23.1.05

Thomas Chatterton (1752-1770), um jovem poeta de Bristol, suicidou-se aos dezassete anos de idade. Escreveu versos em inglês arcaico atribuindo-os, contudo, a autores forjados, nomeadamente Thomas Rawley, um monge que teria vivido no séc. XV. Chatterton era afinal o autor dos manuscritos que dizia ter encontrado na igreja de St. Mary Redcliffe, em Bristol. Apesar de ter sido denunciado em meados de 1769, o que levou a que quase todos os seus escritos seguintes fossem recusados pelas revistas literárias, a discussão sobre a autenticidade dos poemas e dos manuscritos continuou noa anos seguintes. Em 1777 foram coligidos e publicados em livro, pela primeira vez, os poemas de Thomas Rawley. Em 1803, numa edição por subscrição, saíram finalmente como obras de Chatterton.

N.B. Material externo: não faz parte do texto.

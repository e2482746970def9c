// 1.0: domain primitives. ids, loan offerings, the decoded position record.
// every id is a newtype over a 32 byte hash so a loan hash can never be passed as a position id.

use alloy_primitives::{Address, Bytes, B256, U256};
use rust_decimal::Decimal;
use serde::{Deserialize, Serialize};
use std::fmt;

#[derive(Debug, Clone, Copy, PartialEq, Eq, Hash, Serialize, Deserialize)]
pub struct PositionId(pub B256);

impl PositionId {
    pub fn as_b256(&self) -> B256 {
        self.0
    }
}

impl fmt::Display for PositionId {
    fn fmt(&self, f: &mut fmt::Formatter<'_>) -> fmt::Result {
        write!(f, "{}", self.0)
    }
}

impl From<B256> for PositionId {
    fn from(hash: B256) -> Self {
        Self(hash)
    }
}

// 1.1: hash of a loan offering, computed by the protocol. keys the loan accounting reads.
#[derive(Debug, Clone, Copy, PartialEq, Eq, Hash, Serialize, Deserialize)]
pub struct LoanHash(pub B256);

impl fmt::Display for LoanHash {
    fn fmt(&self, f: &mut fmt::Formatter<'_>) -> fmt::Result {
        write!(f, "{}", self.0)
    }
}

// 1.2: a lender's terms. interest_rate is in human units, scaled on the way out.
#[derive(Debug, Clone, PartialEq, Eq, Serialize, Deserialize)]
pub struct LoanOffering {
    pub owed_token: Address,
    pub held_token: Address,
    pub payer: Address,
    pub owner: Address,
    pub taker: Address,
    pub position_owner: Address,
    pub fee_recipient: Address,
    pub lender_fee_token_address: Address,
    pub taker_fee_token_address: Address,
    pub max_amount: U256,
    pub min_amount: U256,
    pub min_held_token: U256,
    pub lender_fee: U256,
    pub taker_fee: U256,
    pub expiration_timestamp: U256,
    pub salt: U256,
    pub call_time_limit: u32,
    pub max_duration: u32,
    pub interest_rate: Decimal,
    pub interest_period: u32,
    pub signature: Bytes,
}

impl LoanOffering {
    pub fn is_signed(&self) -> bool {
        !self.signature.is_empty()
    }
}

// 1.3: an offering that carries a signature. opening or increasing against an unsigned
// offering is a caller bug, so the type refuses to exist without one.
#[derive(Debug, Clone, PartialEq, Eq, Serialize, Deserialize)]
pub struct SignedLoanOffering(LoanOffering);

impl SignedLoanOffering {
    #[must_use]
    pub fn new(offering: LoanOffering) -> Option<Self> {
        if offering.is_signed() {
            Some(Self(offering))
        } else {
            None
        }
    }

    pub fn offering(&self) -> &LoanOffering {
        &self.0
    }

    pub fn signature(&self) -> &Bytes {
        &self.0.signature
    }

    pub fn into_inner(self) -> LoanOffering {
        self.0
    }
}

impl std::ops::Deref for SignedLoanOffering {
    type Target = LoanOffering;

    fn deref(&self) -> &LoanOffering {
        &self.0
    }
}

// 1.4: position as stored by the protocol. timestamps are unix seconds, zero when unset.
#[derive(Debug, Clone, PartialEq, Eq, Serialize, Deserialize)]
pub struct Position {
    pub id: PositionId,
    pub owed_token: Address,
    pub held_token: Address,
    pub lender: Address,
    pub owner: Address,
    pub principal: U256,
    pub required_deposit: U256,
    pub call_time_limit: u32,
    pub start_timestamp: u32,
    pub call_timestamp: u32,
    pub max_duration: u32,
    pub interest_rate: Decimal,
    pub interest_period: u32,
}

impl Position {
    // the protocol answers unknown ids with an all zero record
    pub fn is_empty(&self) -> bool {
        self.owner == Address::ZERO && self.lender == Address::ZERO && self.start_timestamp == 0
    }

    pub fn is_called(&self) -> bool {
        self.call_timestamp != 0
    }
}

// 1.5: lifecycle as observed from the outside. MarginCalled and CallCanceled collapse
// into Called / Open since the protocol only exposes the current flag.
#[derive(Debug, Clone, Copy, PartialEq, Eq, Serialize, Deserialize)]
#[serde(rename_all = "snake_case")]
pub enum PositionStatus {
    Uninitialized,
    Open,
    Called,
    Closed,
}

impl PositionStatus {
    pub fn from_flags(contains: bool, called: bool, closed: bool) -> Self {
        if closed {
            PositionStatus::Closed
        } else if !contains {
            PositionStatus::Uninitialized
        } else if called {
            PositionStatus::Called
        } else {
            PositionStatus::Open
        }
    }

    pub fn is_terminal(&self) -> bool {
        matches!(self, PositionStatus::Closed)
    }
}

// 1.6: the exchange counterparty used by open/increase/close. only its address goes on the wire.
pub trait ExchangeWrapper {
    fn address(&self) -> Address;
}

impl ExchangeWrapper for Address {
    fn address(&self) -> Address {
        *self
    }
}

É quase impossível não deixar de traçar paralelismos com certos comportamentos actuais. Se as situações parecem atrair a curiosidade são de imediato exploradas, independentemente da sua qualidade. Thomas Rawley era tão conhecido quanto Chatterton, mas uma diferença existia: enquanto o primeiro vivera no séc. XV, o segundo era contemporâneo no séc. XVIII e um total desconhecido. A obra, em inglês arcaico, foi alvo de publicações e posterior discussão, porventura sendo estes, sinais de uma evidente qualidade então reconhecida. Contudo Chatterton, após as primeiras denúncias, não mereceu, sequer em nome próprio e já sem qualquer embuste, que a sua obra fosse publicada na imprensa da época. Tinha ou não qualidade ? Valia pela antiguidade, mais do que pela erudição ? Se sim, porque razão foi publicada por mais duas vezes, a última das quais em nome do legítimo autor ? E será a antiguidade das coisas sinónimo imediato de merecida atenção ? Ou deverá a qualidade imperar, em todas e quaisquer circunstancias ?

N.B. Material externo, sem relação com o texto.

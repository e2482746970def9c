// 4.0: typed argument groups. every remote call that takes address[] / uint256[] / uint32[]
// arrays is built from a named struct here, and the array order lives in exactly one place.
// 4.1 loan offering groups shared by open, increase and cancel.
// 4.2 per-operation argument structs and their call encodings.

use alloy_primitives::{Address, Bytes, U256};

use crate::abi::IMargin;
use crate::helpers::convert_interest_rate_to_protocol;
use crate::margin::MarginError;
use crate::types::{LoanOffering, PositionId};
use rust_decimal::Decimal;

// 4.1: the nine parties named by a loan offering, in protocol order
#[derive(Debug, Clone, Copy, PartialEq, Eq)]
pub struct LoanParties {
    pub owed_token: Address,
    pub held_token: Address,
    pub payer: Address,
    pub owner: Address,
    pub taker: Address,
    pub position_owner: Address,
    pub fee_recipient: Address,
    pub lender_fee_token: Address,
    pub taker_fee_token: Address,
}

impl LoanParties {
    pub fn from_offering(offering: &LoanOffering) -> Self {
        Self {
            owed_token: offering.owed_token,
            held_token: offering.held_token,
            payer: offering.payer,
            owner: offering.owner,
            taker: offering.taker,
            position_owner: offering.position_owner,
            fee_recipient: offering.fee_recipient,
            lender_fee_token: offering.lender_fee_token_address,
            taker_fee_token: offering.taker_fee_token_address,
        }
    }

    pub fn to_array(&self) -> [Address; 9] {
        [
            self.owed_token,
            self.held_token,
            self.payer,
            self.owner,
            self.taker,
            self.position_owner,
            self.fee_recipient,
            self.lender_fee_token,
            self.taker_fee_token,
        ]
    }
}

#[derive(Debug, Clone, Copy, PartialEq, Eq)]
pub struct LoanAmounts {
    pub max_amount: U256,
    pub min_amount: U256,
    pub min_held_token: U256,
    pub lender_fee: U256,
    pub taker_fee: U256,
    pub expiration_timestamp: U256,
    pub salt: U256,
}

impl LoanAmounts {
    pub fn from_offering(offering: &LoanOffering) -> Self {
        Self {
            max_amount: offering.max_amount,
            min_amount: offering.min_amount,
            min_held_token: offering.min_held_token,
            lender_fee: offering.lender_fee,
            taker_fee: offering.taker_fee,
            expiration_timestamp: offering.expiration_timestamp,
            salt: offering.salt,
        }
    }

    pub fn to_array(&self) -> [U256; 7] {
        [
            self.max_amount,
            self.min_amount,
            self.min_held_token,
            self.lender_fee,
            self.taker_fee,
            self.expiration_timestamp,
            self.salt,
        ]
    }
}

// uint32 terms. interest_rate is already protocol scaled.
#[derive(Debug, Clone, Copy, PartialEq, Eq)]
pub struct LoanTerms {
    pub call_time_limit: u32,
    pub max_duration: u32,
    pub interest_rate: u32,
    pub interest_period: u32,
}

impl LoanTerms {
    pub fn new(
        call_time_limit: u32,
        max_duration: u32,
        interest_rate: Decimal,
        interest_period: u32,
    ) -> Result<Self, MarginError> {
        Ok(Self {
            call_time_limit,
            max_duration,
            interest_rate: scale_rate(interest_rate)?,
            interest_period,
        })
    }

    pub fn from_offering(offering: &LoanOffering) -> Result<Self, MarginError> {
        Self::new(
            offering.call_time_limit,
            offering.max_duration,
            offering.interest_rate,
            offering.interest_period,
        )
    }

    pub fn to_array(&self) -> [u32; 4] {
        [
            self.call_time_limit,
            self.max_duration,
            self.interest_rate,
            self.interest_period,
        ]
    }
}

fn scale_rate(rate: Decimal) -> Result<u32, MarginError> {
    convert_interest_rate_to_protocol(rate).ok_or_else(|| MarginError::Encode {
        field: "interestRate",
        reason: format!("{rate} does not scale into uint32"),
    })
}

// 4.2: openPosition. [owner, 9 parties, exchange] / [7 amounts, principal, deposit, nonce] / terms
#[derive(Debug, Clone, PartialEq, Eq)]
pub struct OpenPositionArgs {
    pub owner: Address,
    pub parties: LoanParties,
    pub exchange_wrapper: Address,
    pub amounts: LoanAmounts,
    pub principal: U256,
    pub deposit_amount: U256,
    pub nonce: U256,
    pub terms: LoanTerms,
    pub signature: Bytes,
    pub deposit_in_held_token: bool,
    pub order_data: Bytes,
}

impl OpenPositionArgs {
    pub fn addresses(&self) -> [Address; 11] {
        let p = self.parties.to_array();
        [
            self.owner,
            p[0], p[1], p[2], p[3], p[4], p[5], p[6], p[7], p[8],
            self.exchange_wrapper,
        ]
    }

    pub fn values256(&self) -> [U256; 10] {
        let a = self.amounts.to_array();
        [
            a[0], a[1], a[2], a[3], a[4], a[5], a[6],
            self.principal,
            self.deposit_amount,
            self.nonce,
        ]
    }

    pub fn values32(&self) -> [u32; 4] {
        self.terms.to_array()
    }

    pub fn to_call(&self) -> IMargin::openPositionCall {
        IMargin::openPositionCall {
            addresses: self.addresses(),
            values256: self.values256(),
            values32: self.values32(),
            signature: self.signature.clone(),
            depositInHeldToken: self.deposit_in_held_token,
            orderData: self.order_data.clone(),
        }
    }
}

// openWithoutCounterparty. [positionOwner, owedToken, heldToken, loanOwner] / [principal, deposit, nonce] / terms
#[derive(Debug, Clone, Copy, PartialEq, Eq)]
pub struct OpenWithoutCounterpartyArgs {
    pub position_owner: Address,
    pub owed_token: Address,
    pub held_token: Address,
    pub loan_owner: Address,
    pub principal: U256,
    pub deposit: U256,
    pub nonce: U256,
    pub terms: LoanTerms,
}

impl OpenWithoutCounterpartyArgs {
    pub fn addresses(&self) -> [Address; 4] {
        [self.position_owner, self.owed_token, self.held_token, self.loan_owner]
    }

    pub fn values256(&self) -> [U256; 3] {
        [self.principal, self.deposit, self.nonce]
    }

    pub fn values32(&self) -> [u32; 4] {
        self.terms.to_array()
    }

    pub fn to_call(&self) -> IMargin::openWithoutCounterpartyCall {
        IMargin::openWithoutCounterpartyCall {
            addresses: self.addresses(),
            values256: self.values256(),
            values32: self.values32(),
        }
    }
}

// increasePosition. the position already fixes owner, tokens and rate, so those are dropped.
#[derive(Debug, Clone, PartialEq, Eq)]
pub struct IncreasePositionArgs {
    pub position_id: PositionId,
    pub parties: LoanParties,
    pub exchange_wrapper: Address,
    pub amounts: LoanAmounts,
    pub principal: U256,
    pub call_time_limit: u32,
    pub max_duration: u32,
    pub deposit_in_held_token: bool,
    pub signature: Bytes,
    pub order_data: Bytes,
}

impl IncreasePositionArgs {
    pub fn addresses(&self) -> [Address; 7] {
        [
            self.parties.payer,
            self.parties.taker,
            self.parties.position_owner,
            self.parties.fee_recipient,
            self.parties.lender_fee_token,
            self.parties.taker_fee_token,
            self.exchange_wrapper,
        ]
    }

    pub fn values256(&self) -> [U256; 8] {
        let a = self.amounts.to_array();
        [a[0], a[1], a[2], a[3], a[4], a[5], a[6], self.principal]
    }

    pub fn values32(&self) -> [u32; 2] {
        [self.call_time_limit, self.max_duration]
    }

    pub fn to_call(&self) -> IMargin::increasePositionCall {
        IMargin::increasePositionCall {
            positionId: self.position_id.0,
            addresses: self.addresses(),
            values256: self.values256(),
            values32: self.values32(),
            depositInHeldToken: self.deposit_in_held_token,
            signature: self.signature.clone(),
            orderData: self.order_data.clone(),
        }
    }
}

// cancelLoanOffering. the bare offering groups plus the amount to cancel.
#[derive(Debug, Clone, Copy, PartialEq, Eq)]
pub struct CancelLoanOfferingArgs {
    pub parties: LoanParties,
    pub amounts: LoanAmounts,
    pub terms: LoanTerms,
    pub cancel_amount: U256,
}

impl CancelLoanOfferingArgs {
    pub fn from_offering(offering: &LoanOffering, cancel_amount: U256) -> Result<Self, MarginError> {
        Ok(Self {
            parties: LoanParties::from_offering(offering),
            amounts: LoanAmounts::from_offering(offering),
            terms: LoanTerms::from_offering(offering)?,
            cancel_amount,
        })
    }

    pub fn to_call(&self) -> IMargin::cancelLoanOfferingCall {
        IMargin::cancelLoanOfferingCall {
            addresses: self.parties.to_array(),
            values256: self.amounts.to_array(),
            values32: self.terms.to_array(),
            cancelAmount: self.cancel_amount,
        }
    }
}

#[cfg(test)]
mod tests {
    use super::*;
    use alloy_primitives::B256;
    use alloy_sol_types::SolCall;
    use rust_decimal_macros::dec;

    fn addr(n: u8) -> Address {
        Address::repeat_byte(n)
    }

    fn val(n: u64) -> U256 {
        U256::from(n)
    }

    // every field gets a distinct marker so a swap shows up as a wrong index
    fn offering() -> LoanOffering {
        LoanOffering {
            owed_token: addr(1),
            held_token: addr(2),
            payer: addr(3),
            owner: addr(4),
            taker: addr(5),
            position_owner: addr(6),
            fee_recipient: addr(7),
            lender_fee_token_address: addr(8),
            taker_fee_token_address: addr(9),
            max_amount: val(101),
            min_amount: val(102),
            min_held_token: val(103),
            lender_fee: val(104),
            taker_fee: val(105),
            expiration_timestamp: val(106),
            salt: val(107),
            call_time_limit: 201,
            max_duration: 202,
            interest_rate: dec!(2),
            interest_period: 204,
            signature: Bytes::from(vec![0xab; 65]),
        }
    }

    fn open_args() -> OpenPositionArgs {
        let loan = offering();
        OpenPositionArgs {
            owner: addr(0xa0),
            parties: LoanParties::from_offering(&loan),
            exchange_wrapper: addr(0xee),
            amounts: LoanAmounts::from_offering(&loan),
            principal: val(108),
            deposit_amount: val(109),
            nonce: val(110),
            terms: LoanTerms::from_offering(&loan).unwrap(),
            signature: loan.signature.clone(),
            deposit_in_held_token: true,
            order_data: Bytes::from(vec![1, 2, 3]),
        }
    }

    #[test]
    fn open_position_addresses_order() {
        let expected = [
            addr(0xa0),
            addr(1), addr(2), addr(3), addr(4), addr(5), addr(6), addr(7), addr(8), addr(9),
            addr(0xee),
        ];
        assert_eq!(open_args().addresses(), expected);
    }

    #[test]
    fn open_position_values_order() {
        let expected: Vec<U256> = (101..=110).map(val).collect();
        assert_eq!(open_args().values256().to_vec(), expected);
        assert_eq!(open_args().values32(), [201, 202, 20_000_000, 204]);
    }

    #[test]
    fn open_position_call_round_trips_through_abi() {
        let args = open_args();
        let encoded = args.to_call().abi_encode();
        assert_eq!(&encoded[..4], &IMargin::openPositionCall::SELECTOR);

        let decoded = IMargin::openPositionCall::abi_decode(&encoded, true).unwrap();
        assert_eq!(decoded.addresses, args.addresses());
        assert_eq!(decoded.values32, args.values32());
        assert!(decoded.depositInHeldToken);
        assert_eq!(decoded.orderData, Bytes::from(vec![1, 2, 3]));
    }

    #[test]
    fn open_without_counterparty_order() {
        let args = OpenWithoutCounterpartyArgs {
            position_owner: addr(1),
            owed_token: addr(2),
            held_token: addr(3),
            loan_owner: addr(4),
            principal: val(10),
            deposit: val(20),
            nonce: val(30),
            terms: LoanTerms::new(1, 2, dec!(0.5), 3).unwrap(),
        };
        assert_eq!(args.addresses(), [addr(1), addr(2), addr(3), addr(4)]);
        assert_eq!(args.values256(), [val(10), val(20), val(30)]);
        assert_eq!(args.values32(), [1, 2, 5_000_000, 3]);
    }

    #[test]
    fn increase_position_drops_fixed_fields() {
        let loan = offering();
        let args = IncreasePositionArgs {
            position_id: PositionId(B256::repeat_byte(0x77)),
            parties: LoanParties::from_offering(&loan),
            exchange_wrapper: addr(0xee),
            amounts: LoanAmounts::from_offering(&loan),
            principal: val(108),
            call_time_limit: loan.call_time_limit,
            max_duration: loan.max_duration,
            deposit_in_held_token: false,
            signature: loan.signature.clone(),
            order_data: Bytes::new(),
        };

        assert_eq!(
            args.addresses(),
            [addr(3), addr(5), addr(6), addr(7), addr(8), addr(9), addr(0xee)]
        );
        let expected: Vec<U256> = (101..=108).map(val).collect();
        assert_eq!(args.values256().to_vec(), expected);
        assert_eq!(args.values32(), [201, 202]);
        assert_eq!(args.to_call().positionId, B256::repeat_byte(0x77));
    }

    #[test]
    fn cancel_uses_bare_offering_groups() {
        let args = CancelLoanOfferingArgs::from_offering(&offering(), val(55)).unwrap();
        let call = args.to_call();

        assert_eq!(
            call.addresses,
            [addr(1), addr(2), addr(3), addr(4), addr(5), addr(6), addr(7), addr(8), addr(9)]
        );
        let expected: Vec<U256> = (101..=107).map(val).collect();
        assert_eq!(call.values256.to_vec(), expected);
        assert_eq!(call.values32, [201, 202, 20_000_000, 204]);
        assert_eq!(call.cancelAmount, val(55));
    }

    #[test]
    fn unscalable_rate_is_an_encode_error() {
        let mut loan = offering();
        loan.interest_rate = dec!(-0.5);
        let err = LoanTerms::from_offering(&loan).unwrap_err();
        assert!(matches!(err, MarginError::Encode { field: "interestRate", .. }));
    }
}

Inclinamo-nos para esta última. Definitivamente. Bem como defendemos que a qualidade, salvo honrosas excepções, é um dom que se pode ter, mas igualmente perder. Por exemplo, a idade faz-nos perder algumas qualidades. Essa perca pode ser mais ou menos notória, mas existe, pode ser mais ou menos tardia, mas será inevitável. Quem já produzíu com qualidade pode deixar de o fazer. As obras - no sentido isolado do termo - ao contrário, quando são credoras de admiração sê-lo-ão sempre, porque a obra é estática, não sofre erosões,é eterna. As obras, quando consideradas no seu conjunto, são mutáveis, tanto pela evolução, como pela demonstração de retrocesso. Nesses momentos, particularmente, a opinião sobre o seu criador degrada-se, são subvalorizadas. A evolução implica, bastas vezes, a divisão do acto criativo em períodos. Estes são depois avaliados e catalogados como mais ou menos ricos, de maior ou menor exaltação das capacidades e génio do seu autor.

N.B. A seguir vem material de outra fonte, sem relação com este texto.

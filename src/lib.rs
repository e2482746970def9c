// margin-client: typed client for a leveraged-position margin protocol.
// wire fidelity first: every call encodes exactly what the deployed contract decodes.
// business rules live on chain; nothing here re-checks them.
//
// file map (search X.0 for structs, X.1+ for logic):
//   1.x  types.rs: PositionId, LoanOffering, Position, PositionStatus
//   2.x  helpers.rs: position id derivation, interest rate scaling
//   3.x  abi.rs: IMargin bindings, calls and events
//   4.x  marshal.rs: address / uint256 / uint32 argument grouping
//   5.x  transport.rs: MarginTransport seam, call options, receipts, logs
//   6.x  margin/: facade: writes, reads, loans, event history
//   7.x  config.rs: network binding, default options, env presets
//   8.x  events.rs: decoded PositionOpened / PositionClosed records
//   9.x  simulated.rs: in-memory contract (mocked)

// protocol surface
pub mod abi;
pub mod events;
pub mod helpers;
pub mod margin;
pub mod marshal;
pub mod types;

// integration modules
pub mod config;
pub mod simulated;
pub mod transport;

// re exports for convenience
pub use config::MarginConfig;
pub use events::*;
pub use helpers::{
    convert_interest_rate_from_protocol, convert_interest_rate_to_protocol, get_position_id,
    INTEREST_RATE_SCALE,
};
pub use margin::{Margin, MarginError};
pub use simulated::SimulatedMargin;
pub use transport::{
    BlockTag, CallContext, CallOptions, LogFilter, MarginTransport, RawLog, TransportError,
    TxReceipt,
};
pub use types::*;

No nosso País estamos repletos de exemplos de qualidade, que demoraram o seu tempo a pontificar e fortalecer merecida fama e de outros, que sem qualidade, mas por estarem na "moda", foram guindados para patamares que o tempo se encarregará de colocar nos devidos lugares. O tempo é um amigo fiel da verdade das coisas. Nada lhe escapa.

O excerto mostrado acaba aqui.